Depending on the number of Tigress Bass in the pond or lake initially and the number of fish you add each year, anglers can adjust the size and number of bass they catch.

American Sport Fish will offer only Tigress Bass females for stocking from the Tiger Bass hybrid that American Sport Fish has developed. The genetic makeup of these Tigresses not only will include the ability to grow at a rapid rate over a short time but also the tendency to eat pelleted food and have much-more aggressive behavior than other bass, especially the tight-lipped Florida bass.
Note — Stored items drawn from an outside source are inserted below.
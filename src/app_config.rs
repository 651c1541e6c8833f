use anyhow::{anyhow, Context, Result};
use log::warn;
use serde::{Deserialize, Serialize};
use std::default::Default;
use std::fs::File;
use std::io::BufReader;
use std::path::{Path, PathBuf};

/// Application configuration module
/// This module handles the engine configuration including loading,
/// validating and saving configuration settings.
/// Represents the engine configuration
#[derive(Debug, Serialize, Deserialize, Clone, PartialEq)]
pub struct Config {
    /// Duration reconciliation thresholds
    #[serde(default)]
    pub reconcile: ReconcileConfig,

    /// Ad splice thresholds
    #[serde(default)]
    pub splice: SpliceConfig,

    /// Compositor settings
    #[serde(default)]
    pub compose: ComposeConfig,

    /// Driver settings (concurrency, retries, cache)
    #[serde(default)]
    pub pipeline: PipelineConfig,

    /// Log level
    #[serde(default)]
    pub log_level: LogLevel,
}

/// How synthesized clips are fitted into their segment windows
#[derive(Debug, Serialize, Deserialize, Clone, PartialEq)]
pub struct ReconcileConfig {
    /// Duration difference (ms) under which a clip is placed on the
    /// segment span unchanged
    #[serde(default = "default_tolerance_ms")]
    pub tolerance_ms: u64,

    /// Distance (ms) kept free before the next segment's start when a clip
    /// is extended into the following gap
    #[serde(default = "default_guard_ms")]
    pub guard_ms: u64,

    /// Maximum pitch-preserving compression factor (1.3 = 30% faster)
    #[serde(default = "default_max_compression")]
    pub max_compression: f64,

    /// Analysis frame length (ms) of the time-scale compressor
    #[serde(default = "default_stretch_frame_ms")]
    pub stretch_frame_ms: u64,
}

impl Default for ReconcileConfig {
    fn default() -> Self {
        Self {
            tolerance_ms: default_tolerance_ms(),
            guard_ms: default_guard_ms(),
            max_compression: default_max_compression(),
            stretch_frame_ms: default_stretch_frame_ms(),
        }
    }
}

impl ReconcileConfig {
    pub fn tolerance_secs(&self) -> f64 {
        self.tolerance_ms as f64 / 1000.0
    }

    pub fn guard_secs(&self) -> f64 {
        self.guard_ms as f64 / 1000.0
    }
}

/// How ad interval candidates are normalized before splicing
#[derive(Debug, Serialize, Deserialize, Clone, PartialEq)]
pub struct SpliceConfig {
    /// Ad intervals closer than this (ms) are merged into one cut
    #[serde(default = "default_merge_gap_ms")]
    pub merge_gap_ms: u64,

    /// Candidates below this classifier confidence are ignored
    #[serde(default)]
    pub min_ad_confidence: f32,

    /// Segment fragments shorter than this (ms) are dropped after splitting
    #[serde(default = "default_min_fragment_ms")]
    pub min_fragment_ms: u64,
}

impl Default for SpliceConfig {
    fn default() -> Self {
        Self {
            merge_gap_ms: default_merge_gap_ms(),
            min_ad_confidence: 0.0,
            min_fragment_ms: default_min_fragment_ms(),
        }
    }
}

/// Timeline compositor settings
#[derive(Debug, Serialize, Deserialize, Clone, PartialEq)]
pub struct ComposeConfig {
    /// Crossfade length (ms) at splice points and clip edges
    #[serde(default = "default_crossfade_ms")]
    pub crossfade_ms: u64,

    /// Gain applied to the original vocal stem under a dubbed clip
    #[serde(default)]
    pub duck_gain: f32,

    /// Peak level the final mix is scaled down to when exceeded
    #[serde(default = "default_target_peak")]
    pub target_peak: f32,
}

impl Default for ComposeConfig {
    fn default() -> Self {
        Self {
            crossfade_ms: default_crossfade_ms(),
            duck_gain: 0.0,
            target_peak: default_target_peak(),
        }
    }
}

/// Pipeline driver settings
#[derive(Debug, Serialize, Deserialize, Clone, PartialEq)]
pub struct PipelineConfig {
    /// Maximum number of segments translated/synthesized at once
    #[serde(default = "default_concurrency")]
    pub concurrency: usize,

    /// Attempts per collaborator call before the stage fails
    #[serde(default = "default_retry_count")]
    pub retry_count: u32,

    /// Base backoff in milliseconds, doubled on each retry
    #[serde(default = "default_retry_backoff_ms")]
    pub retry_backoff_ms: u64,

    /// Upper bound for a single backoff delay
    #[serde(default = "default_max_backoff_ms")]
    pub max_backoff_ms: u64,

    /// Whether intermediate artifacts are cached on disk
    #[serde(default = "default_true")]
    pub cache_enabled: bool,

    /// Cache directory; defaults to the user cache dir
    #[serde(default)]
    pub cache_dir: Option<PathBuf>,

    /// Voice profile passed to the speech synthesizer
    #[serde(default = "default_voice_profile")]
    pub voice_profile: String,
}

impl Default for PipelineConfig {
    fn default() -> Self {
        Self {
            concurrency: default_concurrency(),
            retry_count: default_retry_count(),
            retry_backoff_ms: default_retry_backoff_ms(),
            max_backoff_ms: default_max_backoff_ms(),
            cache_enabled: true,
            cache_dir: None,
            voice_profile: default_voice_profile(),
        }
    }
}

/// Log verbosity level
#[derive(Debug, Serialize, Deserialize, Clone, PartialEq, Default)]
#[serde(rename_all = "lowercase")]
pub enum LogLevel {
    Error,
    Warn,
    #[default]
    Info,
    Debug,
    Trace,
}

impl LogLevel {
    pub fn to_level_filter(&self) -> log::LevelFilter {
        match self {
            LogLevel::Error => log::LevelFilter::Error,
            LogLevel::Warn => log::LevelFilter::Warn,
            LogLevel::Info => log::LevelFilter::Info,
            LogLevel::Debug => log::LevelFilter::Debug,
            LogLevel::Trace => log::LevelFilter::Trace,
        }
    }
}

fn default_tolerance_ms() -> u64 {
    150
}

fn default_guard_ms() -> u64 {
    20
}

fn default_max_compression() -> f64 {
    1.3
}

fn default_stretch_frame_ms() -> u64 {
    30
}

fn default_merge_gap_ms() -> u64 {
    500
}

fn default_min_fragment_ms() -> u64 {
    50
}

fn default_crossfade_ms() -> u64 {
    20
}

fn default_target_peak() -> f32 {
    0.98
}

fn default_concurrency() -> usize {
    4
}

fn default_retry_count() -> u32 {
    3
}

fn default_retry_backoff_ms() -> u64 {
    1000 // doubled on each retry
}

fn default_max_backoff_ms() -> u64 {
    30_000
}

fn default_true() -> bool {
    true
}

fn default_voice_profile() -> String {
    "default".to_string()
}

impl Config {
    /// Validate the configuration for consistency and required values
    pub fn validate(&self) -> Result<()> {
        if !(self.reconcile.max_compression >= 1.0 && self.reconcile.max_compression <= 4.0) {
            return Err(anyhow!(
                "reconcile.max_compression must be within [1.0, 4.0], got {}",
                self.reconcile.max_compression
            ));
        }

        if self.reconcile.stretch_frame_ms < 5 {
            return Err(anyhow!("reconcile.stretch_frame_ms must be at least 5ms"));
        }

        if !(0.0..=1.0).contains(&self.splice.min_ad_confidence) {
            return Err(anyhow!("splice.min_ad_confidence must be within [0, 1]"));
        }

        if !(0.0..=1.0).contains(&self.compose.duck_gain) {
            return Err(anyhow!("compose.duck_gain must be within [0, 1]"));
        }

        if !(self.compose.target_peak > 0.0 && self.compose.target_peak <= 1.0) {
            return Err(anyhow!("compose.target_peak must be within (0, 1]"));
        }

        if self.pipeline.concurrency == 0 {
            return Err(anyhow!("pipeline.concurrency must be greater than zero"));
        }

        if self.pipeline.retry_count == 0 {
            return Err(anyhow!("pipeline.retry_count must allow at least one attempt"));
        }

        Ok(())
    }

    /// Load the configuration file, creating a default one if it doesn't exist
    pub fn load_or_create<P: AsRef<Path>>(config_path: P) -> Result<Self> {
        let config_path = config_path.as_ref();

        if config_path.exists() {
            let file = File::open(config_path)
                .with_context(|| format!("Failed to open config file: {:?}", config_path))?;
            let reader = BufReader::new(file);
            let config: Config = serde_json::from_reader(reader)
                .with_context(|| format!("Failed to parse config file: {:?}", config_path))?;
            return Ok(config);
        }

        warn!("Config file not found at {:?}, creating default config.", config_path);

        let config = Config::default();
        let config_json = serde_json::to_string_pretty(&config)
            .context("Failed to serialize default config to JSON")?;
        std::fs::write(config_path, config_json)
            .with_context(|| format!("Failed to write default config to file: {:?}", config_path))?;

        Ok(config)
    }
}

/// Default implementation for Config
impl Default for Config {
    fn default() -> Self {
        Config {
            reconcile: ReconcileConfig::default(),
            splice: SpliceConfig::default(),
            compose: ComposeConfig::default(),
            pipeline: PipelineConfig::default(),
            log_level: LogLevel::default(),
        }
    }
}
“Although most anglers are familiar with the Florida bass and how rapidly it grows, research has proved that the Florida strain of largemouth bass, after it reaches a weight of 4 to 5 pounds, is much-more reluctant to bite artificial lures than the northern strain of largemouth bass,” Smith says. “The genetics we’ve bred into these Tigress Bass have come from sires that have been the most-aggressive northern bass in our breeding program and have demonstrated exceptional weight-gaining potential.

This creates a bass that will gain weight like a Florida bass but will demonstrate the aggressive characteristics of a northern largemouth.

“A 16-pound bass swimming around in someone’s pond that no one can catch has very little value to the pond owner,” Smith says. “One very-important factor to remember here is for the Tigress Bass to reach her genetic potential, there must be plenty of forage in the lake or pond, and the pond must be well-managed.

“If you have one of the best cows that money can buy and put it out in a poor pasture, that cow never will meet its genetic potential. For that cow to be all it can be, it has to have plenty of lush grass and hay, and that food must be available whenever the cow is ready to eat. The same principle is true when you’re growing trophy bass.”

A Tigress Bass needs a well-managed pond with plenty of forage to reach her full potention. In that environment the Tigress can gain up to 3 pounds a year for several years.

The Tigress Bass cost from $3 to $5 each, depending on the number of fish available and the size of the fish at the time of sale. While the price seems high, the fish have a much-lower stocking rate.

A limited number of Tigresses went on the prowl nationwide during the spring of ‘05. The high demand for these new bass means that pond owners may have to order Tigresses a year in advance. All these bass will come with certificates that certify their breeding and the fact that they are female bass.

John Phillips is a freelance writer living in Birmingham.